Prenons, par exemple, la photo la plus célèbre de Life, sans doute l’une des images les plus emblématiques de l’histoire américaine : V-J Day in Times Square ou, comme on l’appelle plus communément, « Le Marin embrassant l’infirmière ». Avec cette photo, Alfred Eisenstaedt a immortalisé les réjouissances célébrant la capitulation du Japon et la fin de la Seconde Guerre mondiale. Il n’a jamais su le nom, l’âge ou l’origine du marin en uni- forme qui serre dans ses bras une inconnue en blanc au milieu d’une foule extatique, pour ce qui
semble être un baiser d’amoureux. Pendant de longues années, cette image a suscité la nostalgie de millions d’Américains aimant à se remémorer une époque idéalisée où le patriotisme et l’esprit de sacrifice étaient des valeurs suprêmes, un temps béni où nul ne cherchait à dissimuler sa joie à la fin d’une guerre victorieuse.
Les deux figures enlacées sont restées longtemps inconnues, des personnages sans identité mais exubérants, sur lesquelles nous pouvions projeter les fantasmes de nos âmes romantiques. Des décennies plus tard, nous avons appris que la mystérieuse infirmière était en réalité une assistante dentaire du nom de Greta Zimmer Friedman. Mme Friedman brisera le mythe dans une interview accordée au Veterans History Project : « Je n’ai jamais voulu ce baiser. Le type s’est simplement approché, m’a agrippée et embrassée. » Sur
le moment, Mme Friedman y a vu « plutôt un acte de jubilation » et ne l’a pas assimilé à une agression. Pour autant, elle s’est montrée catégorique : « Ce n’était pas un événement romantique. » Elle n’était pas consentante. Pas plus ce jour-là que trente-cinq ans plus tard, lorsqu’elle a retrouvé le marin, George Mendonsa, pour une nouvelle séance photos. Il l’a pourtant à nouveau saisie et embrassée, alors qu’elle avait clairement affirmé ne pas vouloir participer à une reconstitution.
Si je mentionne cet épisode, ce n’est pas pour affirmer que les images mentent ou que toute prise de vue est une mise en scène. Les photos prennent leur sens dans l’œil qui les regarde,
lorsque nous nous appliquons à les inscrire dans un récit que nous pensons déjà connaître, auquel que nous avons peut-être envie d’adhérer. S’affranchir de cette tentation exige une étude attentive de l’image et un examen exhaustif du hors-champ. Ce n’est qu’alors qu’on réalise que, comme le dit Virgil LaFleur, l’ami d’Opal dans le roman, « beaucoup de choses peuvent être vraies en même temps. »
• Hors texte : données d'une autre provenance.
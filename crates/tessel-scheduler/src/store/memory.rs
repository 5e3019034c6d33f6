//! In-memory lease and task store.

use std::collections::{BTreeMap, HashMap};

use async_trait::async_trait;
use tokio::sync::Mutex;

use super::{LeaseStore, TaskStore};
use crate::error::StoreResult;
use crate::time::TimeSlice;
use crate::types::{Lease, LeaseKey, Ownership, Task};

type PartitionKey = (String, TimeSlice, u32);

#[derive(Default)]
struct MemoryState {
    leases: BTreeMap<LeaseKey, Lease>,
    /// Partition -> tasks in insertion order.
    tasks: HashMap<PartitionKey, Vec<Task>>,
}

/// Both stores behind one async mutex.
///
/// Every operation runs under the lock, so `acquire` is trivially a
/// compare-and-set. Clone the `Arc` around it to share one instance between
/// several executors in a test.
#[derive(Default)]
pub struct MemoryStore {
    state: Mutex<MemoryState>,
}

impl MemoryStore {
    pub fn new() -> Self {
        Self::default()
    }

    /// Snapshot of every lease of `time_slice`, finished or not.
    pub async fn leases(&self, time_slice: TimeSlice) -> Vec<Lease> {
        let state = self.state.lock().await;
        state
            .leases
            .values()
            .filter(|l| l.time_slice == time_slice)
            .cloned()
            .collect()
    }

    /// Every task of `task_type` stored at `time_slice`, ordered by segment.
    pub async fn tasks(&self, task_type: &str, time_slice: TimeSlice) -> Vec<Task> {
        let state = self.state.lock().await;
        let mut partitions: Vec<(&PartitionKey, &Vec<Task>)> = state
            .tasks
            .iter()
            .filter(|((t, ts, _), _)| t == task_type && *ts == time_slice)
            .collect();
        partitions.sort_by_key(|((_, _, segment), _)| *segment);
        partitions
            .into_iter()
            .flat_map(|(_, tasks)| tasks.iter().cloned())
            .collect()
    }
}

#[async_trait]
impl LeaseStore for MemoryStore {
    async fn create_lease(&self, lease: &Lease) -> StoreResult<()> {
        let mut state = self.state.lock().await;
        state
            .leases
            .entry(lease.key())
            .or_insert_with(|| Lease::new(lease.time_slice, lease.task_type.clone(), lease.segment_offset));
        Ok(())
    }

    async fn find_unfinished_leases(&self, time_slice: TimeSlice) -> StoreResult<Vec<Lease>> {
        let state = self.state.lock().await;
        Ok(state
            .leases
            .values()
            .filter(|l| l.time_slice == time_slice && !l.finished)
            .cloned()
            .collect())
    }

    async fn acquire(&self, lease: &Lease, owner: &str) -> StoreResult<bool> {
        let mut state = self.state.lock().await;
        match state.leases.get_mut(&lease.key()) {
            Some(stored) if stored.ownership == Ownership::Unowned => {
                stored.ownership = Ownership::Owned(owner.to_string());
                Ok(true)
            }
            _ => Ok(false),
        }
    }

    async fn finish(&self, lease: &Lease, owner: &str) -> StoreResult<bool> {
        let mut state = self.state.lock().await;
        match state.leases.get_mut(&lease.key()) {
            Some(stored) if stored.is_owned_by(owner) && !stored.finished => {
                stored.finished = true;
                Ok(true)
            }
            _ => Ok(false),
        }
    }

    async fn delete_lease_partition(&self, time_slice: TimeSlice) -> StoreResult<()> {
        let mut state = self.state.lock().await;
        state.leases.retain(|(ts, _, _), _| *ts != time_slice);
        Ok(())
    }
}

#[async_trait]
impl TaskStore for MemoryStore {
    async fn find_tasks(
        &self,
        task_type: &str,
        time_slice: TimeSlice,
        segment: u32,
    ) -> StoreResult<Vec<Task>> {
        let state = self.state.lock().await;
        Ok(state
            .tasks
            .get(&(task_type.to_string(), time_slice, segment))
            .cloned()
            .unwrap_or_default())
    }

    async fn insert_task(&self, time_slice: TimeSlice, task: &Task) -> StoreResult<()> {
        let mut state = self.state.lock().await;
        let partition = state
            .tasks
            .entry((task.task_type.clone(), time_slice, task.segment))
            .or_default();
        match partition.iter_mut().find(|t| t.target == task.target) {
            Some(existing) => *existing = task.clone(),
            None => partition.push(task.clone()),
        }
        Ok(())
    }

    async fn delete_task_segment(
        &self,
        task_type: &str,
        time_slice: TimeSlice,
        segment: u32,
    ) -> StoreResult<()> {
        let mut state = self.state.lock().await;
        state
            .tasks
            .remove(&(task_type.to_string(), time_slice, segment));
        Ok(())
    }
}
Les photos prennent leur sens dans l’œil qui les regarde.
Je ne saurais dire combien de fois nous avons, à Life.com, fouillé des boîtes contenant des pellicules vieilles de plusieurs décennies. Nous étions des chercheurs de trésors – non seulement des clichés inédits que nous pourrions partager avec le monde, mais aussi les notes des photographes qui nous éclairaient sur leur travail. J’ai adoré lire ces témoignages du
passé, dactylographiés sur du papier pelure ! Parfois, ces commentaires étaient volumineux, comme ceux d’Eisenstaedt, intarissable sur son expérience traumatisante à Cuba avec un Ernest Hemingway qui, sur le point de remporter un Pulitzer et le Nobel de littérature, était ivre du lever au coucher du soleil. D’autres étaient laconiques : Ed Clark, par
exemple, n’avait pas grand-chose à dire sur la journée qu’il avait passée avec une actrice de 24 ans que la 20th Century Fox lui avait suggéré de photographier. En 2009, en sortant de leur boîte les planches-contacts de Clark, mon excitation s’enflamma à la découverte de la blonde lumineuse dont la chemise portait le monogramme « MM ». Mais Clark n’avait laissé qu’une annotation sèche : « Marilyn Monroe – Griffith Park, 1950. » Celle qui allait devenir une icône éternelle n’était alors qu’une starlette de studio.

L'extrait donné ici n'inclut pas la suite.